//! Property-based tests using proptest
//!
//! These tests generate random sequences of operations and verify that the
//! heap and array invariants hold after every single operation, checking the
//! containers against a plain `Vec` model.

use proptest::prelude::*;

use growable_heap::{BinaryHeap, CompareResult, Error, GrowableArray, HeapConfig, Polarity};

type IntHeap = BinaryHeap<i32, fn(&i32, &i32) -> CompareResult>;

fn by_value(a: &i32, b: &i32) -> CompareResult {
    CompareResult::from(a.cmp(b))
}

fn polarity_strategy() -> impl Strategy<Value = Polarity> {
    prop_oneof![Just(Polarity::Min), Just(Polarity::Max)]
}

/// The element a heap of `polarity` must hand out next
fn most_extreme(model: &[i32], polarity: Polarity) -> Option<i32> {
    match polarity {
        Polarity::Min => model.iter().min().copied(),
        Polarity::Max => model.iter().max().copied(),
    }
}

/// Push/pop sequences keep the heap order, the size law and extremal pops
fn test_push_pop_invariant(
    polarity: Polarity,
    growth_block: usize,
    ops: Vec<(bool, i32)>,
) -> Result<(), TestCaseError> {
    let config = HeapConfig::new(4, polarity).with_growth_block(growth_block);
    let mut heap = IntHeap::with_config(config, by_value).unwrap();
    let mut model: Vec<i32> = Vec::new();
    let (mut pushes, mut pops) = (0usize, 0usize);

    for (should_pop, value) in ops {
        if should_pop {
            match heap.pop() {
                Ok(top) => {
                    prop_assert_eq!(Some(top), most_extreme(&model, polarity));
                    let pos = model.iter().position(|&v| v == top).unwrap();
                    model.swap_remove(pos);
                    pops += 1;
                }
                Err(err) => {
                    prop_assert_eq!(err, Error::OutOfBounds);
                    prop_assert!(model.is_empty());
                }
            }
        } else {
            heap.push(value).unwrap();
            model.push(value);
            pushes += 1;
        }

        prop_assert!(heap.is_heap_ordered());
        prop_assert_eq!(heap.len(), pushes - pops);
        prop_assert!(heap.capacity() >= 4);
        prop_assert_eq!(heap.peek().copied(), most_extreme(&model, polarity));
    }

    Ok(())
}

/// Pushing n elements then popping n times sorts them
fn test_heap_sort_law(polarity: Polarity, values: Vec<i32>) -> Result<(), TestCaseError> {
    let mut heap = IntHeap::new(1, polarity, by_value).unwrap();
    heap.extend_from(values.iter().copied()).unwrap();

    let sorted = heap.into_sorted_vec();
    let mut expected = values;
    expected.sort_unstable();
    if polarity == Polarity::Max {
        expected.reverse();
    }
    prop_assert_eq!(sorted, expected);

    Ok(())
}

/// Peek never changes size or capacity
fn test_peek_idempotent(values: Vec<i32>) -> Result<(), TestCaseError> {
    let mut heap = IntHeap::new(2, Polarity::Max, by_value).unwrap();
    heap.extend_from(values).unwrap();

    let (len, capacity) = (heap.len(), heap.capacity());
    let first = heap.peek().copied();
    for _ in 0..3 {
        prop_assert_eq!(heap.peek().copied(), first);
        prop_assert_eq!(heap.len(), len);
        prop_assert_eq!(heap.capacity(), capacity);
    }

    Ok(())
}

/// Random append/pop sequences match a `Vec` model and respect the capacity policy
fn test_array_model(
    initial_capacity: usize,
    growth_block: usize,
    ops: Vec<(u8, i32)>,
) -> Result<(), TestCaseError> {
    let mut array = GrowableArray::new(initial_capacity, growth_block).unwrap();
    let mut model: Vec<i32> = Vec::new();

    for (op, value) in ops {
        let capacity_before = array.capacity();
        match op % 3 {
            0 => {
                let result = array.append(value);
                if model.len() == capacity_before && growth_block == 0 {
                    prop_assert_eq!(result, Err(Error::Overflow));
                    prop_assert_eq!(array.capacity(), capacity_before);
                } else {
                    prop_assert!(result.is_ok());
                    model.push(value);
                    if capacity_before == model.len() - 1 {
                        prop_assert_eq!(array.capacity(), capacity_before + growth_block);
                    }
                }
            }
            1 => {
                let expected = model.pop().ok_or(Error::Underflow);
                prop_assert_eq!(array.pop_back(), expected);
                if expected.is_ok() {
                    let shrank = capacity_before - array.capacity();
                    prop_assert!(shrank == 0 || shrank == growth_block);
                }
            }
            _ => {
                if !model.is_empty() {
                    let index = value.unsigned_abs() as usize % model.len();
                    let previous = array.set(index, value).unwrap();
                    prop_assert_eq!(previous, model[index]);
                    model[index] = value;
                }
            }
        }

        prop_assert_eq!(array.as_slice(), model.as_slice());
        prop_assert!(array.len() <= array.capacity());
        prop_assert!(array.capacity() >= initial_capacity);
    }

    Ok(())
}

proptest! {
    #[test]
    fn heap_push_pop_invariant(
        polarity in polarity_strategy(),
        growth_block in 1usize..6,
        ops in prop::collection::vec((any::<bool>(), -50i32..50), 0..200)
    ) {
        test_push_pop_invariant(polarity, growth_block, ops)?;
    }

    #[test]
    fn heap_sort_law(
        polarity in polarity_strategy(),
        values in prop::collection::vec(any::<i32>(), 0..200)
    ) {
        test_heap_sort_law(polarity, values)?;
    }

    #[test]
    fn heap_peek_idempotent(values in prop::collection::vec(-100i32..100, 0..50)) {
        test_peek_idempotent(values)?;
    }

    #[test]
    fn array_matches_vec_model(
        initial_capacity in 1usize..8,
        growth_block in 0usize..4,
        ops in prop::collection::vec((0u8..3, any::<i32>()), 0..200)
    ) {
        test_array_model(initial_capacity, growth_block, ops)?;
    }
}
● ● ● ● ● ● ●
> **BRIEF**: For the records above, state how many lines contain the word "first". Give only the number.

> **ANSWER**: 2